The decision means that Spain has outmaneuvered Hungary, the other main candidate, in what represents a new advance for the Chinese automotive industry within the European market to bypass the tariffs imposed by Brussels.

The sources consulted by Bloomberg warned that the deal is not yet finalized: “The decision has not been completely settled yet. Important details still need to be established, such as the amount of the investment from Saic Motor, the production capacity of the plant, or the timelines.”

Galicia emerges as the favored region to host the installation, thanks to its established automotive industrial ecosystem centered around the Stellantis plant in Vigo.

In December 2025, a delegation from SAIC visited Galicia to meet with the regional government and the Port Authority of Vigo. This month, the president of the Xunta, Alfonso Rueda, traveled to Shanghai to meet with the company's executives and visit its research and development center.

The SAIC strategy directly responds to the tariffs that the European Union will impose starting in October 2024 on electric vehicles manufactured in China, with rates ranging from 7.8% to 35.3%.

SAIC supports precisely the upper end of that range, making it especially urgent for the company to produce within the European bloc.

The diplomatic context has also played a decisive role: the President of the Spanish Government, Pedro Sánchez, visited China in mid-April and met with representatives from SAIC and nine other Chinese companies to present Spain as an investment destination.

SAIC, the seventh largest automobile manufacturer in the world by sales volume in 2025, acquired the British brand MG in 2007 following the bankruptcy of Rover, and also has joint ventures with General Motors and Volkswagen to produce their vehicles in China.

In parallel, Leapmotor —the Chinese brand integrated into the Stellantis Group— is making another significant move: last Wednesday, it opened orders in Europe for its new model B05, a sporty electric hatchback in the C segment, with prices starting at 26,900 euros.

The launch was announced on Thursday at the Beijing Auto Show under the slogan "A new response to the world," with the participation of over 100 international media outlets from five continents.

Leapmotor is already producing at the Stellantis plant in Figueruelas, Zaragoza, which allows it to avoid European tariffs and compete on price with local manufacturers.

The company delivered nearly 600,000 vehicles worldwide in 2025 and achieved its first profitable year; in the first quarter of 2026, its exports abroad surpassed 40,000 units, setting a historical record.

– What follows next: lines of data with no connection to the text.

//! Error types for archive operations.

use std::string::FromUtf8Error;

/// Result type alias for archive operations.
pub type Result<T> = std::result::Result<T, Error>;

/// Archive error types.
#[derive(Debug, thiserror::Error)]
pub enum Error {
    /// Archive container missing or unreadable. Fatal for the whole run.
    #[error("Cannot open archive: {0}")]
    Open(String),

    /// A folder could not be enumerated.
    #[error("Cannot enumerate folder: {0}")]
    Folder(String),

    /// A message is structurally broken (not merely sparse).
    #[error("Malformed message: {0}")]
    Malformed(String),

    /// An attachment payload could not be read.
    #[error("Cannot read attachment: {0}")]
    Attachment(String),

    /// Invalid content type.
    #[error("Invalid content type: {0}")]
    InvalidContentType(String),

    /// Invalid encoding.
    #[error("Invalid encoding: {0}")]
    InvalidEncoding(String),

    /// Base64 decode error.
    #[error("Base64 decode error: {0}")]
    Base64Decode(#[from] base64::DecodeError),

    /// UTF-8 decode error.
    #[error("UTF-8 decode error: {0}")]
    Utf8Decode(#[from] FromUtf8Error),

    /// I/O error while reading the container.
    #[error("I/O error: {0}")]
    Io(#[from] std::io::Error),
}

Both pieces of news come at a time when Chinese brands already account for over 11% of car sales in Spain, compared to the 6.64% recorded in 2024.

MG was the best-selling Chinese brand in Spain in 2025, with 45,163 vehicles registered, and its MG ZS model ranked third in the national sales ranking, ahead of the Seat Ibiza.

Spain thus consolidates itself as the main European destination for the Chinese automotive industry: CATL laid the first stone of its battery plant in Zaragoza in November 2025, with the capacity to create 4,000 jobs, and Chery is producing in the Free Trade Zone of Barcelona in partnership with Ebro-EV Motors, anticipating to reach 1,200 employees by 2027.

According to sector projections, Chinese brands could reach 25% of the Spanish car market by 2030.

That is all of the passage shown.